> Record set:
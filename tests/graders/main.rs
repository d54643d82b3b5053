mod corruption;
mod report;
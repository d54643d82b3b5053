use std::time::Instant;

use serde::{Deserialize, Serialize};
use serde_json::{Map, Value};

use crate::{
    redaction::RedactionSettings,
    trace::types::{AgentInfo, ResourceImpact, RetrievalResult, TaskInfo, WriteOperation},
};

/// Explicit construction-time configuration for the correlator. No
/// global state: independent correlators can run in parallel in tests.
#[derive(Debug, Clone, Serialize, Deserialize)]
pub struct CorrelatorConfig {
    pub agent_info: AgentInfo,
    #[serde(default, skip_serializing_if = "Option::is_none")]
    pub task_info: Option<TaskInfo>,
    /// Auto-generated (uuid v4) when not provided.
    #[serde(default, skip_serializing_if = "Option::is_none")]
    pub run_id: Option<String>,
    #[serde(default)]
    pub redaction: RedactionSettings,
}

impl CorrelatorConfig {
    pub fn for_agent(agent_info: AgentInfo) -> Self {
        Self {
            agent_info,
            task_info: None,
            run_id: None,
            redaction: RedactionSettings::default(),
        }
    }
}

/// Kind-specific input snapshot captured at `on_start`.
#[derive(Debug, Clone, PartialEq)]
pub enum StartPayload {
    Llm {
        model: String,
        input: Value,
    },
    Tool {
        tool_name: String,
        arguments: Value,
    },
    Retrieval {
        query: String,
    },
    MemoryRead {
        query: Value,
    },
    MemoryWrite {
        namespace: Option<Vec<String>>,
        key: Option<String>,
        operation: WriteOperation,
        /// State read before the write happens. `None` means the record
        /// did not exist; the diff then treats every field as a creation.
        pre_image: Option<Map<String, Value>>,
    },
}

impl StartPayload {
    pub(crate) fn kind_name(&self) -> &'static str {
        match self {
            StartPayload::Llm { .. } => "llm_call",
            StartPayload::Tool { .. } => "tool_call",
            StartPayload::Retrieval { .. } => "retrieval",
            StartPayload::MemoryRead { .. } => "memory_read",
            StartPayload::MemoryWrite { .. } => "memory_write",
        }
    }
}

/// Kind-specific completion data delivered at `on_end`.
#[derive(Debug, Clone, PartialEq)]
pub enum EndPayload {
    Llm {
        output: Value,
        tokens_in: Option<u64>,
        tokens_out: Option<u64>,
        tokens_total: Option<u64>,
        cost_estimate: Option<f64>,
        provider: Option<String>,
    },
    Tool {
        result: Option<Value>,
        success: Option<bool>,
        resource_impact: Option<ResourceImpact>,
    },
    Retrieval {
        results: Vec<RetrievalResult>,
    },
    MemoryRead {
        results: Vec<Value>,
        relevance_scores: Option<Vec<f64>>,
        total_available: Option<usize>,
    },
    MemoryWrite {
        post_image: Map<String, Value>,
    },
}

impl EndPayload {
    pub(crate) fn kind_name(&self) -> &'static str {
        match self {
            EndPayload::Llm { .. } => "llm_call",
            EndPayload::Tool { .. } => "tool_call",
            EndPayload::Retrieval { .. } => "retrieval",
            EndPayload::MemoryRead { .. } => "memory_read",
            EndPayload::MemoryWrite { .. } => "memory_write",
        }
    }
}

/// Correlation state for one in-flight framework operation.
#[derive(Debug, Clone)]
pub(crate) struct InFlight {
    pub step_id: String,
    pub started: Instant,
    pub parent_run_id: Option<String>,
    pub payload: StartPayload,
}
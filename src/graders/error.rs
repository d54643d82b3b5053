use std::fmt;

#[derive(Debug, Clone, Copy, PartialEq, Eq)]
pub enum GraderErrorKind {
    MissingStepTypes,
    InvalidScore,
    Internal,
}

#[derive(Debug, Clone, PartialEq, Eq)]
pub struct GraderError {
    pub kind: GraderErrorKind,
    pub message: String,
}

impl GraderError {
    pub fn new(kind: GraderErrorKind, message: impl Into<String>) -> Self {
        Self {
            kind,
            message: message.into(),
        }
    }
}

impl fmt::Display for GraderError {
    fn fmt(&self, f: &mut fmt::Formatter<'_>) -> fmt::Result {
        write!(f, "{}", self.message)
    }
}

impl std::error::Error for GraderError {}

pub fn missing_step_types(message: impl Into<String>) -> GraderError {
    GraderError::new(GraderErrorKind::MissingStepTypes, message)
}

pub fn invalid_score(message: impl Into<String>) -> GraderError {
    GraderError::new(GraderErrorKind::InvalidScore, message)
}

pub fn internal_error(message: impl Into<String>) -> GraderError {
    GraderError::new(GraderErrorKind::Internal, message)
}
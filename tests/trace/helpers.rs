use serde_json::{Value, json};
use time::OffsetDateTime;
use traceforge::trace::{
    AgentInfo, FieldChange, LlmCallStep, MemoryWriteStep, Step, ToolCallStep, TraceRun,
    UserInputStep, WriteOperation,
};

pub fn trace() -> TraceRun {
    TraceRun::new("run-1", AgentInfo::named("test-agent"), None)
}

pub fn user_input(step_id: &str, content: &str) -> Step {
    Step::UserInput(UserInputStep {
        step_id: step_id.to_string(),
        timestamp: OffsetDateTime::now_utc(),
        parent_step_id: None,
        metadata: None,
        content: content.to_string(),
        input_type: Some("chat".to_string()),
    })
}

pub fn llm_call(step_id: &str, tokens_in: Option<u64>, tokens_out: Option<u64>, tokens_total: Option<u64>) -> Step {
    Step::LlmCall(LlmCallStep {
        step_id: step_id.to_string(),
        timestamp: OffsetDateTime::now_utc(),
        parent_step_id: None,
        metadata: None,
        model: "test-model".to_string(),
        input: json!("prompt"),
        output: json!("completion"),
        tokens_in,
        tokens_out,
        tokens_total,
        latency_ms: Some(12),
        cost_estimate: None,
        provider: None,
    })
}

pub fn tool_call(step_id: &str, tool_name: &str) -> Step {
    Step::ToolCall(ToolCallStep {
        step_id: step_id.to_string(),
        timestamp: OffsetDateTime::now_utc(),
        parent_step_id: None,
        metadata: None,
        tool_name: tool_name.to_string(),
        arguments: json!({"q": 1}),
        result: Some(json!({"ok": true})),
        latency_ms: Some(3),
        success: Some(true),
        error: None,
        resource_impact: None,
    })
}

pub fn memory_write(step_id: &str, changes: Vec<FieldChange>) -> Step {
    Step::MemoryWrite(MemoryWriteStep {
        step_id: step_id.to_string(),
        timestamp: OffsetDateTime::now_utc(),
        parent_step_id: None,
        metadata: None,
        namespace: Some(vec!["user".to_string(), "profile".to_string()]),
        key: Some("profile".to_string()),
        operation: WriteOperation::Update,
        data: json!({}),
        changes: Some(changes),
        triggered_by_step_id: None,
        latency_ms: Some(5),
    })
}

pub fn change(path: &str, old_value: Option<Value>, new_value: Option<Value>) -> FieldChange {
    FieldChange::new(path, old_value, new_value)
}
use std::fmt;

#[derive(Debug, Clone, Copy, PartialEq, Eq)]
pub enum BackendErrorKind {
    Transport,
    Timeout,
    InvalidResponse,
}

#[derive(Debug, Clone, PartialEq, Eq)]
pub struct BackendError {
    pub kind: BackendErrorKind,
    pub message: String,
}

impl BackendError {
    pub fn new(kind: BackendErrorKind, message: impl Into<String>) -> Self {
        Self {
            kind,
            message: message.into(),
        }
    }
}

impl fmt::Display for BackendError {
    fn fmt(&self, f: &mut fmt::Formatter<'_>) -> fmt::Result {
        write!(f, "{}", self.message)
    }
}

impl std::error::Error for BackendError {}

pub fn transport_error(message: impl Into<String>) -> BackendError {
    BackendError::new(BackendErrorKind::Transport, message)
}

pub fn timeout_error(message: impl Into<String>) -> BackendError {
    BackendError::new(BackendErrorKind::Timeout, message)
}

pub fn invalid_response(message: impl Into<String>) -> BackendError {
    BackendError::new(BackendErrorKind::InvalidResponse, message)
}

> Task brief: Each line of the listing that contains the word "MemoryRead" must be copied.

> Task answer:
    MemoryRead {
            StartPayload::MemoryRead { .. } => "memory_read",
    MemoryRead {
            EndPayload::MemoryRead { .. } => "memory_read",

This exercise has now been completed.